→ **Your task**
With both ends included, repeat exactly the lines of the entries below from the one containing "against expected ones" down to the one containing "the workspace root", and no others.

Segment Open

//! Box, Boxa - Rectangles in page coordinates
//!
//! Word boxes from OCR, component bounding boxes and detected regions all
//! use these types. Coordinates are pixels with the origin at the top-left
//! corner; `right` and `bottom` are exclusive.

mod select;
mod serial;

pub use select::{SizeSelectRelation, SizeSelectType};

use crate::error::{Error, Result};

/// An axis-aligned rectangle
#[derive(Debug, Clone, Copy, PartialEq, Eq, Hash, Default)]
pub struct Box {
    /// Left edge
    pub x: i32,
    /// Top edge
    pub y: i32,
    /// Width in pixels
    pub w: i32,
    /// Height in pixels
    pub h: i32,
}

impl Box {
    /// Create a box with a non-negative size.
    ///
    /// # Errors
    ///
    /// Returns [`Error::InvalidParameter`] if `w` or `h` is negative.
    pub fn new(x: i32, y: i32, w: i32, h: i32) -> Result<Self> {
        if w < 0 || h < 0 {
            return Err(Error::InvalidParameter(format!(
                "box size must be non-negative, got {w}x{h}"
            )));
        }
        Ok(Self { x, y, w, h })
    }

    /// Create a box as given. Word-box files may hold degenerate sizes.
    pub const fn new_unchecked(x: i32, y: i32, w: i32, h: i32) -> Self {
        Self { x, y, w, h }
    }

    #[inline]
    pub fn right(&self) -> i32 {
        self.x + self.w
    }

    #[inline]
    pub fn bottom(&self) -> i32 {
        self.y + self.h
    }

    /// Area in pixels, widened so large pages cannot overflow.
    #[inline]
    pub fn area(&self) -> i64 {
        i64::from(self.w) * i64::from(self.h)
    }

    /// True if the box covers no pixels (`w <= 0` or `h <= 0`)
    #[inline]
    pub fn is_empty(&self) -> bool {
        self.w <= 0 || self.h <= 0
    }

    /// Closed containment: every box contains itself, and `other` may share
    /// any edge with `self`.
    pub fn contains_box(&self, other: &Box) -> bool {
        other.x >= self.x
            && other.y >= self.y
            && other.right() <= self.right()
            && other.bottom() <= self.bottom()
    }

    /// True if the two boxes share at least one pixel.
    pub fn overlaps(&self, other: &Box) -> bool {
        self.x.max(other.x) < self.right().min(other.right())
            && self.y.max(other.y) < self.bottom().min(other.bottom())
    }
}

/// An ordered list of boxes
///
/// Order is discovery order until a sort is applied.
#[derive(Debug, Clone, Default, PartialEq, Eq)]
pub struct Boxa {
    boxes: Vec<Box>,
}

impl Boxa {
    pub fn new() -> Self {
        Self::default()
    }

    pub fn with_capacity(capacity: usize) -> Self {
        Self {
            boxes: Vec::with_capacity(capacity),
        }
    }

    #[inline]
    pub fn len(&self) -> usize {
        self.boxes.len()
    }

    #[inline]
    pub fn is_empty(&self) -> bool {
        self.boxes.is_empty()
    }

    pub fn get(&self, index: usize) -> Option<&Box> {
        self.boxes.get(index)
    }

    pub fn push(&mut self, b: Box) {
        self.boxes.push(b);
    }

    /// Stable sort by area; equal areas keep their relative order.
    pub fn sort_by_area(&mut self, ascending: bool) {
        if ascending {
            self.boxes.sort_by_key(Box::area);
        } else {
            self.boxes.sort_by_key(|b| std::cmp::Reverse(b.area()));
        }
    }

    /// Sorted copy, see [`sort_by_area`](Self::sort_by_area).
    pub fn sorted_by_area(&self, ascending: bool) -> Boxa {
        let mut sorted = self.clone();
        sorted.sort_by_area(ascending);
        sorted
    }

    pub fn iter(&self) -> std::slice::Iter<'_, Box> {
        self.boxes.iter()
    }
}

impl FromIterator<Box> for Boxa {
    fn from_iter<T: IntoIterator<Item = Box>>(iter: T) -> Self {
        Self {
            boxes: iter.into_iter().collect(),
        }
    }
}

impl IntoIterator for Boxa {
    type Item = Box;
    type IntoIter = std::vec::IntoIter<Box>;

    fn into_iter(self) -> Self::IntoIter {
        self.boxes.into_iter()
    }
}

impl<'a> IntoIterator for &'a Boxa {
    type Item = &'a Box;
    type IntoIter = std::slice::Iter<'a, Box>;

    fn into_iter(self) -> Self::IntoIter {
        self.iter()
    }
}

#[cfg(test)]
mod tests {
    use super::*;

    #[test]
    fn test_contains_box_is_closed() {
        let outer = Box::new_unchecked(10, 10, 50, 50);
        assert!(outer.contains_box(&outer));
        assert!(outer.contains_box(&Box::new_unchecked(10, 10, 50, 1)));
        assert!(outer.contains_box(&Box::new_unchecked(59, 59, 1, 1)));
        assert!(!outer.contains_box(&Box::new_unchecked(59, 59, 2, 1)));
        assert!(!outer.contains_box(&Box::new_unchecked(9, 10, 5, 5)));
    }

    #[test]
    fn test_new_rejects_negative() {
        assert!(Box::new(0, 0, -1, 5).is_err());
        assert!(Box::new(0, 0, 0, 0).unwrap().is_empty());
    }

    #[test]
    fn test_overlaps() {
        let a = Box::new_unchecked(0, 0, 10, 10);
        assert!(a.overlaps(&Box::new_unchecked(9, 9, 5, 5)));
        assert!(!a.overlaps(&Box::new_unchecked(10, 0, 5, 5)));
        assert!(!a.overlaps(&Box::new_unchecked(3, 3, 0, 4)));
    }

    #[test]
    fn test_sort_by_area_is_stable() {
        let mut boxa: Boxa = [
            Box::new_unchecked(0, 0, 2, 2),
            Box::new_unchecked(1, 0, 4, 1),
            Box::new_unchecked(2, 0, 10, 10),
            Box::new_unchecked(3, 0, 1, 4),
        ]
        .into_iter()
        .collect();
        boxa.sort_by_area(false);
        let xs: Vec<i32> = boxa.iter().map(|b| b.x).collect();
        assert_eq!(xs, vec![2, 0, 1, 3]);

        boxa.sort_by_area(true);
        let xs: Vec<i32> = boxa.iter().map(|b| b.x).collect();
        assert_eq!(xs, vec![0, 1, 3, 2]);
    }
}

Segment Closed
Segment Open

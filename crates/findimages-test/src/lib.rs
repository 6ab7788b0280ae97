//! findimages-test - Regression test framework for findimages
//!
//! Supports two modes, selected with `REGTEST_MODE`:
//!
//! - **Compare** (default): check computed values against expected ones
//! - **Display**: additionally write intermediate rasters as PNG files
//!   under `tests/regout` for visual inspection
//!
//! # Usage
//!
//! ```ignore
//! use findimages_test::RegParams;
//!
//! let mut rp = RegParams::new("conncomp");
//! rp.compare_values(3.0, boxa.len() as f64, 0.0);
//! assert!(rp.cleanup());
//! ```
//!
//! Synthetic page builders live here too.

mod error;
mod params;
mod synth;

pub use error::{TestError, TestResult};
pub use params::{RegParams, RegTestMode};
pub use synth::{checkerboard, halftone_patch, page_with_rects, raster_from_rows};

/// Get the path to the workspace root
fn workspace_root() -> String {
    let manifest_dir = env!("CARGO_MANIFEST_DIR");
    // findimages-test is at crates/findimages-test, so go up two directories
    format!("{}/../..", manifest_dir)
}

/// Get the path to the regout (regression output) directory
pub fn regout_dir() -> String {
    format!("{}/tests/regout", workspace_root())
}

Segment Closed

→ **Output for this exercise**
//! - **Compare** (default): check computed values against expected ones
//! - **Display**: additionally write intermediate rasters as PNG files
//!   under `tests/regout` for visual inspection
//!
//! # Usage
//!
//! ```ignore
//! use findimages_test::RegParams;
//!
//! let mut rp = RegParams::new("conncomp");
//! rp.compare_values(3.0, boxa.len() as f64, 0.0);
//! assert!(rp.cleanup());
//! ```
//!
//! Synthetic page builders live here too.

mod error;
mod params;
mod synth;

pub use error::{TestError, TestResult};
pub use params::{RegParams, RegTestMode};
pub use synth::{checkerboard, halftone_patch, page_with_rects, raster_from_rows};

/// Get the path to the workspace root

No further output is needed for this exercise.